(RECORDS PROVIDED begins)

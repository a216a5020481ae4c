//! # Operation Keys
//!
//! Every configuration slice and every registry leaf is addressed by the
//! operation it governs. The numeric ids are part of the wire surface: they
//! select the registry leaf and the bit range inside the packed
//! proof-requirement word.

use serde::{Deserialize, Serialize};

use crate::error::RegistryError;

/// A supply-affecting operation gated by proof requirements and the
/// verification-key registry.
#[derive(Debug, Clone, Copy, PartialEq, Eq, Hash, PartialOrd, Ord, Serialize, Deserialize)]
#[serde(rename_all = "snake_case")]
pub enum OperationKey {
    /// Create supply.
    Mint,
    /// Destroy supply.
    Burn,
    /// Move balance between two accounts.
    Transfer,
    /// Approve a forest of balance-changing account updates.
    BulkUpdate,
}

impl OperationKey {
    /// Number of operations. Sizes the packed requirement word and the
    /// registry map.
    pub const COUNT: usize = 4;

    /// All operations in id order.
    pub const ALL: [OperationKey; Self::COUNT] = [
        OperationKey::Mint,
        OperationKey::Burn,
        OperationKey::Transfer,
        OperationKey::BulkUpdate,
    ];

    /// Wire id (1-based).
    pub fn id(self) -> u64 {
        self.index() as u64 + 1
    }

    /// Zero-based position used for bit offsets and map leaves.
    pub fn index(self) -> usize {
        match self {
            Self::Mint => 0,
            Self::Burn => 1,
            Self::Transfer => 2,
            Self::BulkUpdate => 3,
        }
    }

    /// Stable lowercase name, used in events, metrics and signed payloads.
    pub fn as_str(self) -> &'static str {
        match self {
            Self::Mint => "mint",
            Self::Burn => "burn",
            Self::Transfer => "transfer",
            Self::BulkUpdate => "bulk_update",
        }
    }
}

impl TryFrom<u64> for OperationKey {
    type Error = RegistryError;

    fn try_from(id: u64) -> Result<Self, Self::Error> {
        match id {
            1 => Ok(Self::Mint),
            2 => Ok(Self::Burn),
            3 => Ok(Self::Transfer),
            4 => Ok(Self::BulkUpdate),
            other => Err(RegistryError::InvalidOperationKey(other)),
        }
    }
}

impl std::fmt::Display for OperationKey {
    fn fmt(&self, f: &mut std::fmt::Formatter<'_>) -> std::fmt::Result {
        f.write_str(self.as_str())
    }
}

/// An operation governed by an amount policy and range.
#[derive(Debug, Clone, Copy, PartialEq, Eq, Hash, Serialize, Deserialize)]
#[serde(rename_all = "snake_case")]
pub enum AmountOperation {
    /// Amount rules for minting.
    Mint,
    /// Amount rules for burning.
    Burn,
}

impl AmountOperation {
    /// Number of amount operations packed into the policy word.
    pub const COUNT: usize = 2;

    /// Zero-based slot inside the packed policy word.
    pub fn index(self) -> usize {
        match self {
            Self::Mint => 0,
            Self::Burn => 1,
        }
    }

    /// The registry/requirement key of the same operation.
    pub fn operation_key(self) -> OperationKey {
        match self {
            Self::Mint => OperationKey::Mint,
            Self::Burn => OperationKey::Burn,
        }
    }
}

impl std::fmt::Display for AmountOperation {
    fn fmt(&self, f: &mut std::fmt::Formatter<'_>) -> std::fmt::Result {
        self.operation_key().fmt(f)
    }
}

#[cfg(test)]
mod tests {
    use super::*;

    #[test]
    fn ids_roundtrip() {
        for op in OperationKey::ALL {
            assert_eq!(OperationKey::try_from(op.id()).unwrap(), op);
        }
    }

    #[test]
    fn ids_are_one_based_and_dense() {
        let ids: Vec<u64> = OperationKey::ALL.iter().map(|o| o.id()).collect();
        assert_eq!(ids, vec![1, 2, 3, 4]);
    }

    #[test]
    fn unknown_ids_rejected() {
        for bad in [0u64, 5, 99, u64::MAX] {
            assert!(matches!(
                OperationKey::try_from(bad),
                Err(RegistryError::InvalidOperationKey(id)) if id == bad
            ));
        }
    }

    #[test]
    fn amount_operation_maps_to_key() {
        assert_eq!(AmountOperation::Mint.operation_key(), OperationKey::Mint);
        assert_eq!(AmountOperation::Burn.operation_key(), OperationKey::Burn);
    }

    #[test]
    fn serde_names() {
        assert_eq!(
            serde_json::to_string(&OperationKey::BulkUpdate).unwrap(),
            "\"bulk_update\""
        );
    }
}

(RECORDS PROVIDED ends)
(RECORDS PROVIDED begins)

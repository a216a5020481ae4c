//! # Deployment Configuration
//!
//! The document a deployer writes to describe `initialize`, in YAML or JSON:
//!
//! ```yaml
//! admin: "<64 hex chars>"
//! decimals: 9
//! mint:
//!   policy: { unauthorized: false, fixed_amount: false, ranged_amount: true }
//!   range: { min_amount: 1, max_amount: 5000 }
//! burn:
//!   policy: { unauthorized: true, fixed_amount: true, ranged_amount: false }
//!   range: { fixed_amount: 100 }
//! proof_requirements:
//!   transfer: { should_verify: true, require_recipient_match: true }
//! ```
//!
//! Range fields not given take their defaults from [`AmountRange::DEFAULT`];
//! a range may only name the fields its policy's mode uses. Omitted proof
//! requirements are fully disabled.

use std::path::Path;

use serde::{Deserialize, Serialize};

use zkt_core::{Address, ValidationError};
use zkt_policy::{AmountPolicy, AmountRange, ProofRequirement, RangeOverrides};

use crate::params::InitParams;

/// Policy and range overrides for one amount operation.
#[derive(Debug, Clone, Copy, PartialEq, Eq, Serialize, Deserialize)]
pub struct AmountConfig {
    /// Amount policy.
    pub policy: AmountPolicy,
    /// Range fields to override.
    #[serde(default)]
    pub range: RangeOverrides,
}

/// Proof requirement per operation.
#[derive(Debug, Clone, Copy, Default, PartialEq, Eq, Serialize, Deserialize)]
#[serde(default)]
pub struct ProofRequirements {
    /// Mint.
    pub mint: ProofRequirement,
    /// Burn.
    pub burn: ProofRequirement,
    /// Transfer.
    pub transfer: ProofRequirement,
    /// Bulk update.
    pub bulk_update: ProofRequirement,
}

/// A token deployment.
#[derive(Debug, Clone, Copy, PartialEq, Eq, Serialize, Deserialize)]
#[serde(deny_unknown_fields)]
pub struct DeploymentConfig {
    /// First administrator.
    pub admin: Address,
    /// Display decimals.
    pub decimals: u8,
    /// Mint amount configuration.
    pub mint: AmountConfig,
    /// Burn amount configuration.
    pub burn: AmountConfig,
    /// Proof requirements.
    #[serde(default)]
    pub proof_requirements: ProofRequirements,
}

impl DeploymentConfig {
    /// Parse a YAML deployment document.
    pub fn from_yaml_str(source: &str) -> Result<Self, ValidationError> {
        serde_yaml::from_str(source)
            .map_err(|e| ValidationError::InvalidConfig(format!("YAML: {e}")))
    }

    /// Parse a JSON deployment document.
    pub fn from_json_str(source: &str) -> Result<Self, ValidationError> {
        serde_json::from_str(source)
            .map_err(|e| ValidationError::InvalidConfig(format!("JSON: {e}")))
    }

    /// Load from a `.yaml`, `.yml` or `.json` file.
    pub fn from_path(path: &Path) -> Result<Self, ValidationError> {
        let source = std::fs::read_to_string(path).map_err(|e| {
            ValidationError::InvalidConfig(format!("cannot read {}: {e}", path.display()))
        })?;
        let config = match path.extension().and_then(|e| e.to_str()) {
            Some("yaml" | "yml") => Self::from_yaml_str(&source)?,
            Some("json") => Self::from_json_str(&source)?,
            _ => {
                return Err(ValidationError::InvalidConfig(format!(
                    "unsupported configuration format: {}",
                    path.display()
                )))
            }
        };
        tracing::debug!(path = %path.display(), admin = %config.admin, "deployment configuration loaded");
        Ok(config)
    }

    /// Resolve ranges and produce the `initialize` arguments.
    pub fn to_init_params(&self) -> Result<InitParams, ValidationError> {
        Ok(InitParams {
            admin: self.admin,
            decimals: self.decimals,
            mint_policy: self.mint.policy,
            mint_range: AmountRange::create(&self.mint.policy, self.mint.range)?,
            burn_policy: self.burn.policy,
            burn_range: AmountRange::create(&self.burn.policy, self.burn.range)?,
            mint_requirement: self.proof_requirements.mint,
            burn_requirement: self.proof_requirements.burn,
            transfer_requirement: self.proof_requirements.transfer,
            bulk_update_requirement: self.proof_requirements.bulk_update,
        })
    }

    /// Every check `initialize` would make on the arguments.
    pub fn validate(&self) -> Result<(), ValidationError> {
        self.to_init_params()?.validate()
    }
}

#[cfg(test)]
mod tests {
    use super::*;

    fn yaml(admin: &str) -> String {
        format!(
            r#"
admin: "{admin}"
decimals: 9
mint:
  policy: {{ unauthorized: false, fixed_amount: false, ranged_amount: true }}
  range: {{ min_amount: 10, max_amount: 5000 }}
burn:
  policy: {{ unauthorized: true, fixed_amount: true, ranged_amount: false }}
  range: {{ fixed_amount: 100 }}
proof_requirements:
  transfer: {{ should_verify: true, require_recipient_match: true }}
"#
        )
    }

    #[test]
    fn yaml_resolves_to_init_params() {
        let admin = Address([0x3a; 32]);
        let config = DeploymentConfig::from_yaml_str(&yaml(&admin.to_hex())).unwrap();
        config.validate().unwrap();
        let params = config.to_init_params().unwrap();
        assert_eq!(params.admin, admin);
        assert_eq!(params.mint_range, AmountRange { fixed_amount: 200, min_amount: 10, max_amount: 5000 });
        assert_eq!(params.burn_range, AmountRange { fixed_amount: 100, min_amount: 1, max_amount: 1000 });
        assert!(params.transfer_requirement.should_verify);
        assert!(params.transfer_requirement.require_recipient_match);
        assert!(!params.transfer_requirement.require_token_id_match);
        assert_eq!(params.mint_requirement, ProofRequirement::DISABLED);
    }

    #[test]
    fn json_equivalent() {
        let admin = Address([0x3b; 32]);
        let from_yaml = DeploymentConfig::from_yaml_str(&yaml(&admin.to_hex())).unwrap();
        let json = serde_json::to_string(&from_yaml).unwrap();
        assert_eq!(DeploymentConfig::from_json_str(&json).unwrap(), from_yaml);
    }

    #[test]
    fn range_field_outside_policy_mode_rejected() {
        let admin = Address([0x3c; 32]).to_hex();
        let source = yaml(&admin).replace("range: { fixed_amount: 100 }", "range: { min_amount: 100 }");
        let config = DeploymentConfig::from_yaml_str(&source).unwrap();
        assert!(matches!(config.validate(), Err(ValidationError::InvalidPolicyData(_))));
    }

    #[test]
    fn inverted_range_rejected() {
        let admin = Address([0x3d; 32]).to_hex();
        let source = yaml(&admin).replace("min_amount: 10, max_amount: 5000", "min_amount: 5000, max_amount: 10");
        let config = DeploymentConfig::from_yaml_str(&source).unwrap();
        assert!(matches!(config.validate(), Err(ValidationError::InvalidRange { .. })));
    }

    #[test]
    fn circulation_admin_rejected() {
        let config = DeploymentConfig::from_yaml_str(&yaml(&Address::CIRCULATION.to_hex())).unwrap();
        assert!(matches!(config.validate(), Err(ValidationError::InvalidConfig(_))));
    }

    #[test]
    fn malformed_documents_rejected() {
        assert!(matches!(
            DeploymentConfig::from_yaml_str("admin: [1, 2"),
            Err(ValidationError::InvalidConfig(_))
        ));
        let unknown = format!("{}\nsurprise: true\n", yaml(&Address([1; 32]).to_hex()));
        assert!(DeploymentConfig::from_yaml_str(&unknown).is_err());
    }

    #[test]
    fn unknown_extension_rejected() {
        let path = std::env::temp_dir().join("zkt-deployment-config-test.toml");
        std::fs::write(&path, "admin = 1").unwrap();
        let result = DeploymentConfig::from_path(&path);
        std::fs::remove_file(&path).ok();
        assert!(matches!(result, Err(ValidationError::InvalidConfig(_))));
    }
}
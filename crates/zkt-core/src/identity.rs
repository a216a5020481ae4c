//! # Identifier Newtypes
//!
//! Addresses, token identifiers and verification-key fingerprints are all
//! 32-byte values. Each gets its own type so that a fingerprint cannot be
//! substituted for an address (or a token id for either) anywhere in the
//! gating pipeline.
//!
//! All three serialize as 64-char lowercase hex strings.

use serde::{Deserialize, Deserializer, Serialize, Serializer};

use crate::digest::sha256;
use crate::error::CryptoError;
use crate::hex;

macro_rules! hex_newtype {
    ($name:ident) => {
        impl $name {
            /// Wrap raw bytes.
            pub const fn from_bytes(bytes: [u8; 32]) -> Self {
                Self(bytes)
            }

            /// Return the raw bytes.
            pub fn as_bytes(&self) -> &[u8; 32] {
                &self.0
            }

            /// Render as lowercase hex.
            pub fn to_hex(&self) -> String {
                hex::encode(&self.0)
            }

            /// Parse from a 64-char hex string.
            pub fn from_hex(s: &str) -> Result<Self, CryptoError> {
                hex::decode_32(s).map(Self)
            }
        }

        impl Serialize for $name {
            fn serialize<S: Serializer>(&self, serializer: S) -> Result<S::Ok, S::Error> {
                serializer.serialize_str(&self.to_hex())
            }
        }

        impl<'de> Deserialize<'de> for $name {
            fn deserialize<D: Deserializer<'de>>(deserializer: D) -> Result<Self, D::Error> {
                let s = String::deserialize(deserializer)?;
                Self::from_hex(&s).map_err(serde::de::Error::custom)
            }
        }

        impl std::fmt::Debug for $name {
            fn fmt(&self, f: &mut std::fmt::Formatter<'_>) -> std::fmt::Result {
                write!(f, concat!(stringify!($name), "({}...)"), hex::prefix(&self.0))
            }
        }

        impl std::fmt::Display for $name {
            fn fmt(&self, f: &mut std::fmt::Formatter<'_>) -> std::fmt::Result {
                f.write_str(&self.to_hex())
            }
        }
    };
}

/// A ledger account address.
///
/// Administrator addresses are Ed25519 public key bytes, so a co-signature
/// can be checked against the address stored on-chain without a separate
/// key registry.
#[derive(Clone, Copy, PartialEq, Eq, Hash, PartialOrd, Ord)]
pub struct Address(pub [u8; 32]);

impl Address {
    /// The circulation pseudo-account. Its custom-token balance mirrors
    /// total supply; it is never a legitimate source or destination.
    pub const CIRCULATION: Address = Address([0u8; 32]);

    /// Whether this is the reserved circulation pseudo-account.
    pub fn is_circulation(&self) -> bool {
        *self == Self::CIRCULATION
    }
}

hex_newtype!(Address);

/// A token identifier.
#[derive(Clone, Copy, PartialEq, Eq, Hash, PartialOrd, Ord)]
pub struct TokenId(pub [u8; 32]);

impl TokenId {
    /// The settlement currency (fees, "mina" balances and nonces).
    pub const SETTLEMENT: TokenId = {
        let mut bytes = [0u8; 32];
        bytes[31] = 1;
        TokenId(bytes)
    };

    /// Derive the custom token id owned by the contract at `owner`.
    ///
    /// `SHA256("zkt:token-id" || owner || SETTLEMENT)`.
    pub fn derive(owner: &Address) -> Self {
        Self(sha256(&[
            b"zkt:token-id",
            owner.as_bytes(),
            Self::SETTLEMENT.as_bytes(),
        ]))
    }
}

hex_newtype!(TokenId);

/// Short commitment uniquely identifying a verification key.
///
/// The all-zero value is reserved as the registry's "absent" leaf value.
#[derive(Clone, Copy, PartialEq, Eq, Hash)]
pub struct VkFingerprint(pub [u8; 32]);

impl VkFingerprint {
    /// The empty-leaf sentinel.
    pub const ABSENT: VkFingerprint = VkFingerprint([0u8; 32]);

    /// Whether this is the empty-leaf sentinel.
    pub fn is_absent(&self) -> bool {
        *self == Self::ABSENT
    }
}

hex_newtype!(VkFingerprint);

(RECORDS PROVIDED ends)
(RECORDS PROVIDED begins)

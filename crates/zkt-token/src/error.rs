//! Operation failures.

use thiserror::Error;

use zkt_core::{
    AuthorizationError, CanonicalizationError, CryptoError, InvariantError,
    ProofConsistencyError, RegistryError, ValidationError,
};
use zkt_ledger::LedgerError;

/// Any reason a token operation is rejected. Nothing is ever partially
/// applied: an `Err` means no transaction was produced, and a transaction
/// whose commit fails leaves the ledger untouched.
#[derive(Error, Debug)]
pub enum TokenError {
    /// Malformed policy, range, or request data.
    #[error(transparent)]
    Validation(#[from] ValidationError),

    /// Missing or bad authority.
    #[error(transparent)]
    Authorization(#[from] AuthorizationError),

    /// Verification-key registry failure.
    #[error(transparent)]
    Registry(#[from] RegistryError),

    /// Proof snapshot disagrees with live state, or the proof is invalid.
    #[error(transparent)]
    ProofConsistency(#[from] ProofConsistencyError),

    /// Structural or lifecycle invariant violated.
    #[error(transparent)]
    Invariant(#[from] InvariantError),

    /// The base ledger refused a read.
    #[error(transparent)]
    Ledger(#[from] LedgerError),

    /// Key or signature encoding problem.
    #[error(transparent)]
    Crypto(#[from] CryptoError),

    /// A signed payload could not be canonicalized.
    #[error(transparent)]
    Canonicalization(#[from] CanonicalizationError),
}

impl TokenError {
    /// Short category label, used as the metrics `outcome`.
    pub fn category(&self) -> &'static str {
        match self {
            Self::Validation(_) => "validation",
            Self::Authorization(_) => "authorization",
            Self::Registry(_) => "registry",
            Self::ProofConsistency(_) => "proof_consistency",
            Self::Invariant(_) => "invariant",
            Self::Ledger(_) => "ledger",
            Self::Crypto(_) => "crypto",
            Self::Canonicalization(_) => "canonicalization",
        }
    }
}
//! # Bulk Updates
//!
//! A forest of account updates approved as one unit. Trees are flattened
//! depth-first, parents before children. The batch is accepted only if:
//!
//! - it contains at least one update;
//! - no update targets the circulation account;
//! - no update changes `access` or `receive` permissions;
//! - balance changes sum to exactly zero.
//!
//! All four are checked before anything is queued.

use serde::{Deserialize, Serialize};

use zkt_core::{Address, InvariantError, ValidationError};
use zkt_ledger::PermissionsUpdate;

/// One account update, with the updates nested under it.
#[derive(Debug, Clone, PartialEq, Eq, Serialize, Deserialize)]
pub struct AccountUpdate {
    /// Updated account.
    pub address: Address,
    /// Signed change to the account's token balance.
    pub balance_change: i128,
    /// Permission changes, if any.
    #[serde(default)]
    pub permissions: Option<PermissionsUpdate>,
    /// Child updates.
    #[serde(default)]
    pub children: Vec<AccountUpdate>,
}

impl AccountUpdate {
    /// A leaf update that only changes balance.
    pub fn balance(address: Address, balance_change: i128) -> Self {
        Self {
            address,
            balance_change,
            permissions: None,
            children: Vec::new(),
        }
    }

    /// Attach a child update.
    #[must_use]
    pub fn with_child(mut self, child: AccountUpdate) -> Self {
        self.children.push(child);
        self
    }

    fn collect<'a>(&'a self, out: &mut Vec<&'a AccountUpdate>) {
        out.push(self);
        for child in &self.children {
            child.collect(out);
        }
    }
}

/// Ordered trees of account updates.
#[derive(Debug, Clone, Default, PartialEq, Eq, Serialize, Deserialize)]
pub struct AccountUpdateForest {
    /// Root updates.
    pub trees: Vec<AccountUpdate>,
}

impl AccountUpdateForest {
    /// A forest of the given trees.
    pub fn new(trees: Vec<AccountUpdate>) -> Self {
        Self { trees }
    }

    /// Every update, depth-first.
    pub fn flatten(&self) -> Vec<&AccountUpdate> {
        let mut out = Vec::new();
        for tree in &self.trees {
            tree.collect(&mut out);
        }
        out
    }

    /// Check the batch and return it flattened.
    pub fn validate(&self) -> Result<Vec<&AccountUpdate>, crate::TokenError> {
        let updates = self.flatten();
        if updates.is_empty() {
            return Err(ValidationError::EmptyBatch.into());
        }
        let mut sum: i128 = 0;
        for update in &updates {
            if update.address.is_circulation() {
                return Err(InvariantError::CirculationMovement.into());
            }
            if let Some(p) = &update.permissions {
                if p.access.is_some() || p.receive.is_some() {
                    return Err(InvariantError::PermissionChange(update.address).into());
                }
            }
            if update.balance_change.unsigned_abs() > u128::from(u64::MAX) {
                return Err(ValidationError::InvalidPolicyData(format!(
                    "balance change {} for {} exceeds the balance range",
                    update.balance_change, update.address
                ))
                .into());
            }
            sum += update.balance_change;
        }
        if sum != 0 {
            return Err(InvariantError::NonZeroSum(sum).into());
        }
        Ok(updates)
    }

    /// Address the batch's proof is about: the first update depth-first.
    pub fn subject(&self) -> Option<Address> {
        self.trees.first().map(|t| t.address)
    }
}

(RECORDS PROVIDED ends)

EXERCISE AIM | Report each line of the material in which the string "only" occurs.

RESPONSE |
//! a range may only name the fields its policy's mode uses. Omitted proof
//! depth-first, parents before children. The batch is accepted only if:
    /// A leaf update that only changes balance.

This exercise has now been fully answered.